Recent evidence suggests that salmon have sensory abilities similar to those of sea turtles. For example, juvenile Chinook salmon that had never been in the ocean responded to magnetic fields like those at the latitudinal extremes of their ocean range by orienting in directions that would, in each case, lead toward their open-sea feeding grounds (Putman et al., 2014a). To test whether the fish relied exclusively on field intensity or magnetic inclination angle, the intensity of the northern field was paired with the inclination of the southern field, and vice versa. If either magnetic parameter is used alone, then that parameter would be expected to dictate the response and to cause the fish in each case to perceive themselves as being north or south of the target area. Instead, fish oriented randomly in both of the two ‘hybrid’ fields (Putman et al., 2014a). A reasonable interpretation is that they use both inclination and intensity together to recognize the magnetic signature of an area, and that the presence of conflicting information (one parameter indicating a northern location, the other a southern location) caused confusion.

In principle, a good way to investigate whether animals use magnetic information during natal homing is to control the magnetic fields that they encounter as they swim in the ocean toward their goal. For example, experiments could involve simulating magnetic conditions north or south of where the animals actually are, while leaving all other environmental information unchanged. Unfortunately, such an undertaking is not yet technologically feasible. A simpler approach, however, is to disrupt the magnetic field with strong magnets and determine whether changes in orientation occur when magnetic information is no longer available.

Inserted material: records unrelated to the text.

//! Shared types, errors, and configuration for Estimo.
//!
//! This crate provides common types used across all other crates:
//! - Pagination types for list endpoints
//! - Application-wide error types
//! - Configuration management

pub mod config;
pub mod error;
pub mod types;

pub use config::{AppConfig, FinanceConfig, StorageSettings};
pub use error::{AppError, AppResult};
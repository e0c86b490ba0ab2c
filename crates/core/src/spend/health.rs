//! Budget health calculations.
//!
//! Percentages are compared exactly against the thresholds and reported
//! rounded to one decimal place.

use std::collections::HashMap;

use rust_decimal::{Decimal, RoundingStrategy};
use serde_json::json;
use uuid::Uuid;

use super::types::{
    BudgetHealth, CategoryHealth, Expense, ExpenseCategory, HealthStatus, ThresholdEvaluation,
};
use crate::estimation::Estimation;
use crate::notification::{
    EVENT_BUDGET_THRESHOLD_EXCEEDED, EVENT_EXPENSE_EXCEEDS_BUDGET, Notification, Priority,
    Recipient, RelatedEntity,
};
use crate::project::Project;

/// Spend percentage at which a category is at risk.
pub const AT_RISK_THRESHOLD: Decimal = Decimal::from_parts(80, 0, 0, false, 0);
/// Spend percentage at which a category has used its whole budget.
pub const OVER_BUDGET_THRESHOLD: Decimal = Decimal::ONE_HUNDRED;

/// Spend as an exact percentage of budget; zero when there is no budget.
///
/// Saturates at `Decimal::MAX` when the percentage is not representable.
#[must_use]
pub fn spend_percentage(spent: Decimal, budget: Decimal) -> Decimal {
    if budget <= Decimal::ZERO {
        return Decimal::ZERO;
    }
    spent
        .checked_mul(Decimal::ONE_HUNDRED)
        .and_then(|scaled| scaled.checked_div(budget))
        .unwrap_or(Decimal::MAX)
}

/// Classify an exact percentage.
#[must_use]
pub fn classify(percentage: Decimal) -> HealthStatus {
    if percentage > OVER_BUDGET_THRESHOLD {
        HealthStatus::OverBudget
    } else if percentage >= AT_RISK_THRESHOLD {
        HealthStatus::AtRisk
    } else {
        HealthStatus::OnTrack
    }
}

/// Round a percentage for display.
#[must_use]
pub fn report_percentage(percentage: Decimal) -> Decimal {
    percentage.round_dp_with_strategy(1, RoundingStrategy::MidpointAwayFromZero)
}

/// Health of one category.
#[must_use]
pub fn category_health(category: ExpenseCategory, budget: Decimal, spent: Decimal) -> CategoryHealth {
    let percentage = spend_percentage(spent, budget);
    CategoryHealth {
        category,
        budget_field: category.budget_category().field_name().to_string(),
        budget,
        spent,
        remaining: budget.saturating_sub(spent),
        percentage: report_percentage(percentage),
        status: classify(percentage),
    }
}

/// Health of a project across all four categories.
///
/// Without an estimation every budget is zero and every category on track.
#[must_use]
pub fn budget_health(
    project_id: Uuid,
    estimation: Option<&Estimation>,
    spent_by_category: &HashMap<ExpenseCategory, Decimal>,
) -> BudgetHealth {
    let categories: Vec<CategoryHealth> = ExpenseCategory::ALL
        .iter()
        .map(|category| {
            let budget =
                estimation.map_or(Decimal::ZERO, |e| e.budget_for(category.budget_category()));
            let spent = spent_by_category
                .get(category)
                .copied()
                .unwrap_or(Decimal::ZERO);
            category_health(*category, budget, spent)
        })
        .collect();

    let total_budget = categories
        .iter()
        .fold(Decimal::ZERO, |acc, c| acc.saturating_add(c.budget));
    let total_spent = categories
        .iter()
        .fold(Decimal::ZERO, |acc, c| acc.saturating_add(c.spent));
    let percentage = spend_percentage(total_spent, total_budget);

    BudgetHealth {
        project_id,
        estimation_version: estimation.map(|e| e.version),
        categories,
        total_budget,
        total_spent,
        total_remaining: total_budget.saturating_sub(total_spent),
        percentage: report_percentage(percentage),
        status: classify(percentage),
    }
}

/// Threshold check for one category after an expense.
#[must_use]
pub fn evaluate_threshold(
    category: ExpenseCategory,
    budget: Decimal,
    spent: Decimal,
) -> (ThresholdEvaluation, Decimal) {
    let percentage = spend_percentage(spent, budget);
    (
        ThresholdEvaluation {
            category,
            budget,
            spent,
            percentage: report_percentage(percentage),
            status: classify(percentage),
            alerts: Vec::new(),
        },
        percentage,
    )
}

/// Notifications owed for a category crossing its thresholds.
///
/// - at or above 80%: `budget_threshold_exceeded` (high) to each finance role
/// - at or above 100%: also `expense_exceeds_budget` (urgent) to each
///   finance role and directly to the project manager
#[must_use]
pub fn threshold_notifications(
    project: &Project,
    expense: &Expense,
    evaluation: &ThresholdEvaluation,
    exact_percentage: Decimal,
    finance_roles: &[String],
) -> Vec<Notification> {
    let mut notifications = Vec::new();
    if exact_percentage < AT_RISK_THRESHOLD {
        return notifications;
    }

    let related = Some(RelatedEntity {
        kind: "expense".to_string(),
        id: expense.id,
    });
    let metadata = json!({
        "project_id": project.id,
        "project_code": project.code,
        "category": evaluation.category,
        "budget_field": evaluation.category.budget_category().field_name(),
        "budget": evaluation.budget,
        "spent": evaluation.spent,
        "percentage": evaluation.percentage,
        "expense_amount": expense.amount,
    });

    for role in finance_roles {
        notifications.push(Notification {
            recipient: Recipient::Role(role.clone()),
            event_type: EVENT_BUDGET_THRESHOLD_EXCEEDED.to_string(),
            title: format!("Budget threshold reached: {}", project.name),
            message: format!(
                "{} spend on {} is at {}% of budget ({} of {})",
                evaluation.category,
                project.code,
                evaluation.percentage,
                evaluation.spent,
                evaluation.budget
            ),
            related_entity: related.clone(),
            metadata: metadata.clone(),
            priority: Priority::High,
        });
    }

    if exact_percentage >= OVER_BUDGET_THRESHOLD {
        let title = format!("Expense exceeds budget: {}", project.name);
        let message = format!(
            "{} spend on {} has reached {}% of budget ({} of {})",
            evaluation.category,
            project.code,
            evaluation.percentage,
            evaluation.spent,
            evaluation.budget
        );
        let recipients = finance_roles
            .iter()
            .cloned()
            .map(Recipient::Role)
            .chain(project.manager_id.map(Recipient::User));

        for recipient in recipients {
            notifications.push(Notification {
                recipient,
                event_type: EVENT_EXPENSE_EXCEEDS_BUDGET.to_string(),
                title: title.clone(),
                message: message.clone(),
                related_entity: related.clone(),
                metadata: metadata.clone(),
                priority: Priority::Urgent,
            });
        }
    }

    notifications
}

An important caveat is that disrupting the magnetic field around an animal may not have any apparent effect on the animal's migratory or homing behavior if the animal has already selected a course and has access to other sources of information that can be used to maintain a heading. For example, both sea turtles and pigeons can maintain a course using either a magnetic compass or celestial cues; impairing the ability to detect one of these simply causes the animal to use the other, without a change in orientation performance (Keeton, 1971; Avens and Lohmann, 2003; Mott and Salmon, 2011). If the animal can maintain orientation, it may even be able to reach its goal if it has access to local cues near its target.

Experiments using magnets on animals in the natural habitat have been attempted with both sea turtles and salmon. In one study (Luschi et al., 2007), nesting turtles were captured on a small island and released approximately 100 km away with either magnets or non-magnetic brass disks on their heads. Turtles with magnets had significantly poorer homing performance than the controls. These findings are consistent with the hypothesis that turtles use magnetic information to guide movement toward a nesting beach. It is, however, impossible to infer from the results whether the effect was on the ability of turtles to: (1) hold a course using a magnetic compass; (2) navigate toward the nesting area using ‘magnetic map’ information; (3) recognize the nesting area on the basis of the magnetic signature; or (4) some combination of these.

Similarly, four chum salmon were tracked as they swam through the sea for several hours, during which time a small magnetic coil system attached to each fish was periodically activated (Yano et al., 1997). No obvious changes in the paths of the fish were observed when the magnetic coil system disrupted the ambient field. At the time, these results were interpreted by some as evidence that magnetic maps do not exist in salmon (e.g. Døving and Stabell, 2003), while others considered the findings to be inconclusive (e.g. Walker et al., 2003).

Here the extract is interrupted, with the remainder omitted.